[Input records]:
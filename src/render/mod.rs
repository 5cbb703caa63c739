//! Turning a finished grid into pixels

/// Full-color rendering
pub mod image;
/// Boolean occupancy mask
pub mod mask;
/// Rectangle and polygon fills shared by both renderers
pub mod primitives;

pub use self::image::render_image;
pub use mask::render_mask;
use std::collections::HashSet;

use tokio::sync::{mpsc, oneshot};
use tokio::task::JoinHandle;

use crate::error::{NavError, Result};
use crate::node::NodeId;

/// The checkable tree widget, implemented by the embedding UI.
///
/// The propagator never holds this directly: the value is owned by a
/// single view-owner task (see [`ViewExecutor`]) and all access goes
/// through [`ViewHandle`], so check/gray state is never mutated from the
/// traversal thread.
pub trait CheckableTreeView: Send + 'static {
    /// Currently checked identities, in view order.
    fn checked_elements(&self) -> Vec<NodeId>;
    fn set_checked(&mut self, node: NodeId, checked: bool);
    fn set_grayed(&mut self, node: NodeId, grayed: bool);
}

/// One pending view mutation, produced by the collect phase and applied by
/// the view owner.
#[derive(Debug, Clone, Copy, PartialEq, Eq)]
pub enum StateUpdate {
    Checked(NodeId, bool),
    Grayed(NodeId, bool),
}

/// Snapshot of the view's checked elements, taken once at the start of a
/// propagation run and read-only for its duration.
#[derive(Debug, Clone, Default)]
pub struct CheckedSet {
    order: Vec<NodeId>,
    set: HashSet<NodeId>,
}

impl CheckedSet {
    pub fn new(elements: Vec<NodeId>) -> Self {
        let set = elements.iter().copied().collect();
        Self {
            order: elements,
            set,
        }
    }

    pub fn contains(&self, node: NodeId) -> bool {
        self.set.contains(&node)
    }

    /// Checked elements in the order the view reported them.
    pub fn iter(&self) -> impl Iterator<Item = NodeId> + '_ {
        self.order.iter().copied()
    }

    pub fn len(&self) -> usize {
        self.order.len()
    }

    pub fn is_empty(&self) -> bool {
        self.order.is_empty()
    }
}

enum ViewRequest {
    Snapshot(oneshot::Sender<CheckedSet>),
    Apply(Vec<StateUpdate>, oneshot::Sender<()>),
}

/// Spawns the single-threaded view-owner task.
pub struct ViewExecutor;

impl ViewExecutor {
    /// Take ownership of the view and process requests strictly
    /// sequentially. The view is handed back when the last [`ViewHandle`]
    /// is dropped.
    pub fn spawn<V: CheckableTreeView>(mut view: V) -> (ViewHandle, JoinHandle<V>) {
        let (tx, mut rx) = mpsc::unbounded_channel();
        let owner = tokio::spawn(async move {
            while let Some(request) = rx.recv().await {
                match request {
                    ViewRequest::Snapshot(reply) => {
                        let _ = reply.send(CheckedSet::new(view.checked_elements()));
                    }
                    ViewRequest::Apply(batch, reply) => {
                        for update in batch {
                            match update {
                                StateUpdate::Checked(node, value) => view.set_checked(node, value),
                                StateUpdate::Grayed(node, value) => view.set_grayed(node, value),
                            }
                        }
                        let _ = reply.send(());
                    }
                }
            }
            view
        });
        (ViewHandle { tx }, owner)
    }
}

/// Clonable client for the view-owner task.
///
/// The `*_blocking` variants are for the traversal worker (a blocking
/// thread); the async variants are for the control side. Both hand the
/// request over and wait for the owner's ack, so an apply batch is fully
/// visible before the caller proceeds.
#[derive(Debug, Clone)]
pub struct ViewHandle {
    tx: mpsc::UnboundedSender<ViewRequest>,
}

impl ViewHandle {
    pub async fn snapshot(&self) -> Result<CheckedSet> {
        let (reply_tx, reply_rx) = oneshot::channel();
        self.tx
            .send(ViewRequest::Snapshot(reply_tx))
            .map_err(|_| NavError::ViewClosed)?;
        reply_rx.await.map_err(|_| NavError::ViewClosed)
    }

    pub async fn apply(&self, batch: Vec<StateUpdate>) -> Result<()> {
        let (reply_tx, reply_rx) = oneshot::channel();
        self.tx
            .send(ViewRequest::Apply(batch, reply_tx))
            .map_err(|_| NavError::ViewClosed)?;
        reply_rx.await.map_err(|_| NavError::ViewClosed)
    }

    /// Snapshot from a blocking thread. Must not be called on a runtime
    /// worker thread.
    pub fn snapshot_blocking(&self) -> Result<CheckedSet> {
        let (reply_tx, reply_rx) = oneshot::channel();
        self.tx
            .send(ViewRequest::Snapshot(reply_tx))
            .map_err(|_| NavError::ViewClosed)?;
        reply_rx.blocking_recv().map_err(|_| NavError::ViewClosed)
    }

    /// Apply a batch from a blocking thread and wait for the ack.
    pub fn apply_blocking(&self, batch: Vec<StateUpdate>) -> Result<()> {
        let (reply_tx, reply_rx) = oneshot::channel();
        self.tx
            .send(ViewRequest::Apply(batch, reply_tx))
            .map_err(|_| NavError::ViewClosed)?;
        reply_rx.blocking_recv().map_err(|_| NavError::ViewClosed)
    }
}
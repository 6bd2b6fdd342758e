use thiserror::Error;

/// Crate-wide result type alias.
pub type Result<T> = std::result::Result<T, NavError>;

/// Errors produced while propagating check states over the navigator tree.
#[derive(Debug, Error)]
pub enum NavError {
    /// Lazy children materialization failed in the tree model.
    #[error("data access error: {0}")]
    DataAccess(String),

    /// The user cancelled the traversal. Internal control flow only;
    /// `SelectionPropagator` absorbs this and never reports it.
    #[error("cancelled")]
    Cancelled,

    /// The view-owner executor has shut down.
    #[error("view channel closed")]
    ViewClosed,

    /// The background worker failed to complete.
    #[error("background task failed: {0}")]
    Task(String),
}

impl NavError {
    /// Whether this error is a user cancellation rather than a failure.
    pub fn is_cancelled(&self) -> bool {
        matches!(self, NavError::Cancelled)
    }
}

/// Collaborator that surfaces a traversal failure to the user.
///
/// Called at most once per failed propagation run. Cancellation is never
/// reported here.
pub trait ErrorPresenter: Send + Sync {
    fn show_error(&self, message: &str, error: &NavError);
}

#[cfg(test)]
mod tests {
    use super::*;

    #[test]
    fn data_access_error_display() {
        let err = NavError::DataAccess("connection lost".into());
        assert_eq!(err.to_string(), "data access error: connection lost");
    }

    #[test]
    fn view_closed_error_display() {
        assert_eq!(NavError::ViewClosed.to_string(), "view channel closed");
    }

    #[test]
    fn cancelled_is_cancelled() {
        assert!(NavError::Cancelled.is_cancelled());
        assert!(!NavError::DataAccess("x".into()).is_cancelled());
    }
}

---

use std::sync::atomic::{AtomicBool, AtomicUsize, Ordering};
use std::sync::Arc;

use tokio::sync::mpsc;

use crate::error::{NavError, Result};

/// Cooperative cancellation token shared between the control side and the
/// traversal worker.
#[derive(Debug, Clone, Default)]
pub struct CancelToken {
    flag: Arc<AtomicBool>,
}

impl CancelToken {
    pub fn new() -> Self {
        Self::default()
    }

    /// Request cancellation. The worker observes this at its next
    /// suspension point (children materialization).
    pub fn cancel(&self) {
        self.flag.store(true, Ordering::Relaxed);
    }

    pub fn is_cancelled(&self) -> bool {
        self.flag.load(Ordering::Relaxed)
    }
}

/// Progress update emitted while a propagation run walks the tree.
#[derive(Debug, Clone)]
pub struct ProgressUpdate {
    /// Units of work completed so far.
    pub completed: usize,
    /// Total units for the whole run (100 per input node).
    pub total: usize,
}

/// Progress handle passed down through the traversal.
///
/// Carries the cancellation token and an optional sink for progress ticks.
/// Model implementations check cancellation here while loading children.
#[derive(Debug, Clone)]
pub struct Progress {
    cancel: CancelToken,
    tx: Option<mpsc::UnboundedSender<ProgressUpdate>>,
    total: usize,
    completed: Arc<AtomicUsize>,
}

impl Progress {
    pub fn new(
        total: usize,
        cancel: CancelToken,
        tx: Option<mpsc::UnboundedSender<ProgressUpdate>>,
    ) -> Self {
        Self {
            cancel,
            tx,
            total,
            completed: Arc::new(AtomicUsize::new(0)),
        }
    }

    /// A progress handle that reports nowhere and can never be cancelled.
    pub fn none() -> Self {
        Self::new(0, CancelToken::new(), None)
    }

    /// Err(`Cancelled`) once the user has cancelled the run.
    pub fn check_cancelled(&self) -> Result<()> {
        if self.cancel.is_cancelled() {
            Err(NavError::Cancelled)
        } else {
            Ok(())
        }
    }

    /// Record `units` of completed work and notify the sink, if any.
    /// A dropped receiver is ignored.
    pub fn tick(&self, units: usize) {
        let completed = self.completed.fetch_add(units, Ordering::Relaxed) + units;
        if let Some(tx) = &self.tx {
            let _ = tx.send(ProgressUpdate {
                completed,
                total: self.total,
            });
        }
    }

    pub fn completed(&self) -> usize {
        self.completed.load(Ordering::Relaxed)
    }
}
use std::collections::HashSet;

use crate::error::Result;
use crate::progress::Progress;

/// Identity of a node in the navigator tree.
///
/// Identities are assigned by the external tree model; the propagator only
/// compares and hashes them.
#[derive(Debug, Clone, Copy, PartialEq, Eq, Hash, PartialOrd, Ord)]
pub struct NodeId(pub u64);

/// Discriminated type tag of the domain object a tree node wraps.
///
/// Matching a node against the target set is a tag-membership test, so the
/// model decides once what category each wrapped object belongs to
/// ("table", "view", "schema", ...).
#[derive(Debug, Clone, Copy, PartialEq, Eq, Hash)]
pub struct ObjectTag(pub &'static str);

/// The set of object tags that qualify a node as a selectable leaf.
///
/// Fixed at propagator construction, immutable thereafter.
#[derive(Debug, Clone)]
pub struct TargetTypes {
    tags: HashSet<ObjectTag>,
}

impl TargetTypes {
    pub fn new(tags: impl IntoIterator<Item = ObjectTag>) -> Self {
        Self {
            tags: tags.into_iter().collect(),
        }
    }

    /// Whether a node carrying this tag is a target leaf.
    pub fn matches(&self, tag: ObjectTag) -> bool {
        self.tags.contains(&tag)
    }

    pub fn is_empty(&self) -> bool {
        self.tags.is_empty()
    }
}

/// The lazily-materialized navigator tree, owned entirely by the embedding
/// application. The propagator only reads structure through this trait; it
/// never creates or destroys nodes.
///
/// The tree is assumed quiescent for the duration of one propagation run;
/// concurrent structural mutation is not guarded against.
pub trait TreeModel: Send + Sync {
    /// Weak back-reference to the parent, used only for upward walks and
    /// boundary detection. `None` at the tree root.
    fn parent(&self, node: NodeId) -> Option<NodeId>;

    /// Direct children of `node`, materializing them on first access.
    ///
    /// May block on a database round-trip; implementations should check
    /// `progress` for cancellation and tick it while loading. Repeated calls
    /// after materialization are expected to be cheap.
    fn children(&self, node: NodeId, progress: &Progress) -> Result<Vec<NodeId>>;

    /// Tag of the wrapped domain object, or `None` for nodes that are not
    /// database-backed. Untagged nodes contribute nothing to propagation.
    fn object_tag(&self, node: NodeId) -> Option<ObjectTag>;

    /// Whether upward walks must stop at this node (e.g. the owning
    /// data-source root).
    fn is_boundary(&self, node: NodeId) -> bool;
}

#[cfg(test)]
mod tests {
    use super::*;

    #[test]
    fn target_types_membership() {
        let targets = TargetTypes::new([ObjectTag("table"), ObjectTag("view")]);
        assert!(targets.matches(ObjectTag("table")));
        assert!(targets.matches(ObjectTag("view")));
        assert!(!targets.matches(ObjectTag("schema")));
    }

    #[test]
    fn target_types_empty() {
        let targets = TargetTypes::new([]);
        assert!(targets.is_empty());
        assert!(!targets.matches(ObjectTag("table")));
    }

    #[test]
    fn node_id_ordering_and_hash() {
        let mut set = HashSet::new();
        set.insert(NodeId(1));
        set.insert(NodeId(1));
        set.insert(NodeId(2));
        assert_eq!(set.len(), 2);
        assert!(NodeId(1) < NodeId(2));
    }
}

---

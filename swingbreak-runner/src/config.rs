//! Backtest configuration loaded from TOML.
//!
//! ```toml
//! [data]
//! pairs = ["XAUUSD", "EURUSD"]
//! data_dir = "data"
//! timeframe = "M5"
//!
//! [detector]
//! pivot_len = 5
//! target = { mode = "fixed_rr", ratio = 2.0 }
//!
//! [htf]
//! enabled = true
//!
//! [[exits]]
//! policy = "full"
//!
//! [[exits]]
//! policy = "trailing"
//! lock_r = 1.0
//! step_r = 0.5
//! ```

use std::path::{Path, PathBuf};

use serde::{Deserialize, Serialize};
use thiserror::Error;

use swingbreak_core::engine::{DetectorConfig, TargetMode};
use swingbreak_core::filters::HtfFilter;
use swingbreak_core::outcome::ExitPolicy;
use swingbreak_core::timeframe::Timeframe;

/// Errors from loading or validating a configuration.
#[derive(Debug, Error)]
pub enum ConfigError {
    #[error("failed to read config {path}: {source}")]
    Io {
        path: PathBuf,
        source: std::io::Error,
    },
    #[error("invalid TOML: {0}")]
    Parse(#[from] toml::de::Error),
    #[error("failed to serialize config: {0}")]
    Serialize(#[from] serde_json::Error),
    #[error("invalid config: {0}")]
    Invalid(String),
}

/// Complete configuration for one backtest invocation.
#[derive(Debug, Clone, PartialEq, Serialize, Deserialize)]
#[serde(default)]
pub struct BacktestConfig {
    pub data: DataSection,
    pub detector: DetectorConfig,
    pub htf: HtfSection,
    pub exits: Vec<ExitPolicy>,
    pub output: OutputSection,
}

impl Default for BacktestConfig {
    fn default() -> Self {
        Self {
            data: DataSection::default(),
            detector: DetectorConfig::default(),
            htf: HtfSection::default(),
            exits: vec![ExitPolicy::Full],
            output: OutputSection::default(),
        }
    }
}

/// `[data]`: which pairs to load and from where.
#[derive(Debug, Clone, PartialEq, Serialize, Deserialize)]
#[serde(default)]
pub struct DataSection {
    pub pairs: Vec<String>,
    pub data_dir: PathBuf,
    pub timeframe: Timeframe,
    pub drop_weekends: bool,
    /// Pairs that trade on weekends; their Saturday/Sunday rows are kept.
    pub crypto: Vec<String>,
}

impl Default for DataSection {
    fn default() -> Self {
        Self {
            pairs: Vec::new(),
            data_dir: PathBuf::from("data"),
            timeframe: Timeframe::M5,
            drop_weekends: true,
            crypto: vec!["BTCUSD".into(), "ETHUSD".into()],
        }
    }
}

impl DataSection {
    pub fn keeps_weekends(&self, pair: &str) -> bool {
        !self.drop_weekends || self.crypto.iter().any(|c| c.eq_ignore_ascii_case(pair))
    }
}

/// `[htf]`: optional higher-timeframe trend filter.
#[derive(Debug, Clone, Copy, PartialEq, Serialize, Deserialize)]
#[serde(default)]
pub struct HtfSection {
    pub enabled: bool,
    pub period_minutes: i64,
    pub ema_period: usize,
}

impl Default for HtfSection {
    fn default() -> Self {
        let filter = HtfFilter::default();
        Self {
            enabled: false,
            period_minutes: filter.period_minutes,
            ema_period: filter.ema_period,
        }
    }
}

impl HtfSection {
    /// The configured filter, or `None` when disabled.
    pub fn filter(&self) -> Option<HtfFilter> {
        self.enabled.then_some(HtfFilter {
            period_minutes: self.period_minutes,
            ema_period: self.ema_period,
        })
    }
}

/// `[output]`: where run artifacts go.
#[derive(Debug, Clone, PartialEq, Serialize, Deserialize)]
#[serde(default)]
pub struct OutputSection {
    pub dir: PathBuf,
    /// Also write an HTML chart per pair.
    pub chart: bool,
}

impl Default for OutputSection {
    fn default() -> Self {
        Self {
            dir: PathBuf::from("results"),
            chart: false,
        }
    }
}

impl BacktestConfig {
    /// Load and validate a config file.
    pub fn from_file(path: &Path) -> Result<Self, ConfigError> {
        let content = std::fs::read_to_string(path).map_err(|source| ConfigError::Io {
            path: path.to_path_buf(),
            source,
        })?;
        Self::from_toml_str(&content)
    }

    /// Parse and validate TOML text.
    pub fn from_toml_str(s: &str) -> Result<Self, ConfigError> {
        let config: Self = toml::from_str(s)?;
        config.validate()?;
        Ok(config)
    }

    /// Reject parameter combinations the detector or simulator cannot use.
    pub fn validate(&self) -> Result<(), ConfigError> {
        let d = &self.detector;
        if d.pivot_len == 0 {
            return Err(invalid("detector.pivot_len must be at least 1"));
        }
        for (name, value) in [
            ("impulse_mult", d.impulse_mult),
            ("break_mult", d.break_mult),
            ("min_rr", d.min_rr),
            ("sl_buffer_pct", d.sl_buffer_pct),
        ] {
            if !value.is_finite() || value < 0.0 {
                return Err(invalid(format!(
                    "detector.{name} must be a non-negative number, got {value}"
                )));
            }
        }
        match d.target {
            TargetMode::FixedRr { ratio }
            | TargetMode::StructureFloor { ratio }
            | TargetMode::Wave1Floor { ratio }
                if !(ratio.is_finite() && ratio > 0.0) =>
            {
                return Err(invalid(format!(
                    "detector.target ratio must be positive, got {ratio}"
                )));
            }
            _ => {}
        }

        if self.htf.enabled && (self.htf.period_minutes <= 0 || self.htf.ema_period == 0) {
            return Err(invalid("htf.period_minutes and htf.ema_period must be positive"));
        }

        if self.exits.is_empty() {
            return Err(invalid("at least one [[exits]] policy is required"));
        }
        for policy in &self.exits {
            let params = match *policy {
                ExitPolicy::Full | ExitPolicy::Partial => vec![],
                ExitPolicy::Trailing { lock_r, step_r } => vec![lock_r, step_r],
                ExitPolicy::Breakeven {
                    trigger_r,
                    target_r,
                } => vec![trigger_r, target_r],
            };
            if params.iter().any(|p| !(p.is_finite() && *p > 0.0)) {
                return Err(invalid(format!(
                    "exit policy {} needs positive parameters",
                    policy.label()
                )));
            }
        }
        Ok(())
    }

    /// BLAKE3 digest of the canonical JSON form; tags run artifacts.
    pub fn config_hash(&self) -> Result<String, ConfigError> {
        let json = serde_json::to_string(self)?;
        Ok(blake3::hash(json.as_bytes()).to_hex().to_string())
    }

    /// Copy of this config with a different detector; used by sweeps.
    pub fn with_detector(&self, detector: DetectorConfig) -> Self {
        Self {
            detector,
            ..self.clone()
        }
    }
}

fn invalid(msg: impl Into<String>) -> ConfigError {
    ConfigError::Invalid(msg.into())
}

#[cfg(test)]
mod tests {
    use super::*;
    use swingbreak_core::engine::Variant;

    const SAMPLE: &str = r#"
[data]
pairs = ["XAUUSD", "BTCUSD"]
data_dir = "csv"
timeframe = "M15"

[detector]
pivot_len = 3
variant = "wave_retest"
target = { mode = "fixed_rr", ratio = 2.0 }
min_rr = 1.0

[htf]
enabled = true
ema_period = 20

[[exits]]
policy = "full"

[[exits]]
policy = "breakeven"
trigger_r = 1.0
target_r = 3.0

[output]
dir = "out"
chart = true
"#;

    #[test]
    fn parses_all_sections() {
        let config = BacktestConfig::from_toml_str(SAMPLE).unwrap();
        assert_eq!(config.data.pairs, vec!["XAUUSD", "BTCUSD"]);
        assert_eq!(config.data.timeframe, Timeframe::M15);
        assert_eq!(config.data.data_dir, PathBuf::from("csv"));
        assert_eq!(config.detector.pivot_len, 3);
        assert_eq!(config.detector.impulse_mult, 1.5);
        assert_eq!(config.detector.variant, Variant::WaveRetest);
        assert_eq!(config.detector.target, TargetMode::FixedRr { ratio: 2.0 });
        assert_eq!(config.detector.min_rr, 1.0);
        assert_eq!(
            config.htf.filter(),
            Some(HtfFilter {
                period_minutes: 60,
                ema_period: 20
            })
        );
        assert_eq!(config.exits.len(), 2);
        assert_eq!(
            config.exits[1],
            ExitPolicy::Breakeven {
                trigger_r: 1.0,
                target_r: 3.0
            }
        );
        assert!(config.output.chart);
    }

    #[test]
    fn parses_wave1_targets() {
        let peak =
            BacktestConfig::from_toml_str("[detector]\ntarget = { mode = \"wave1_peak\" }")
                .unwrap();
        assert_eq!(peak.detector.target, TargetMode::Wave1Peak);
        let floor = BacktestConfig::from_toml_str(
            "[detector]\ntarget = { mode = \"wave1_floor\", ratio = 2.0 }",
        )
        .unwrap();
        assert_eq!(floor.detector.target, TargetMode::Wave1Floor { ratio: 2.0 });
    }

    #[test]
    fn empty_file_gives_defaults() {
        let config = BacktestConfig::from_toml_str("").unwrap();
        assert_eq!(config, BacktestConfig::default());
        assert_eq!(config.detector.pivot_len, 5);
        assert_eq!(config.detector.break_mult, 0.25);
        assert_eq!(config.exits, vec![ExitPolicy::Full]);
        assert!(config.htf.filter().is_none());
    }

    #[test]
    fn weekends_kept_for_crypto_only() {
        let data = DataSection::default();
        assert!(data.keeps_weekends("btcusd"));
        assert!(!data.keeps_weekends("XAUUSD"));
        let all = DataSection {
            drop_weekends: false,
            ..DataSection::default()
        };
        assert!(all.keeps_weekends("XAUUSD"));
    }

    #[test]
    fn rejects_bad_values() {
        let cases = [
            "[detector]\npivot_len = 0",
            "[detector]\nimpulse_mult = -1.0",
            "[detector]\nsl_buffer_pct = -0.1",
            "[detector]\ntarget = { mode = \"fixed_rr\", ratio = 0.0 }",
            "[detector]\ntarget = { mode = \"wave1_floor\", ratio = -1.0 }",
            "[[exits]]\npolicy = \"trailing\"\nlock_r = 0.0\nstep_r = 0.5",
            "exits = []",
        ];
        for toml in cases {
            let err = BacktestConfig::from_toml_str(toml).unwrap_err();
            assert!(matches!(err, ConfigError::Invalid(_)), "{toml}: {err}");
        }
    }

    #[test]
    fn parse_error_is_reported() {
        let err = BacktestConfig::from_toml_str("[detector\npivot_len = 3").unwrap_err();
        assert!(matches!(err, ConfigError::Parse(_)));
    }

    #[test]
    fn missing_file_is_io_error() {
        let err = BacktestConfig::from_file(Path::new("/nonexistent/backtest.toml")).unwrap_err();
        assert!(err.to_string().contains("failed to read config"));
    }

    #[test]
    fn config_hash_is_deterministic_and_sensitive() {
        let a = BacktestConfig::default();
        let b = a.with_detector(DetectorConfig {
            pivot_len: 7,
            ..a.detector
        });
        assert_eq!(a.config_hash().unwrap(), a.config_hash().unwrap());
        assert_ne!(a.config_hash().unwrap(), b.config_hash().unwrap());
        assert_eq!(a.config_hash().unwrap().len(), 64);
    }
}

[The problem]: Check each line of the records for the word "enum", then state how many lines have it, as a number only.

[Response]: 4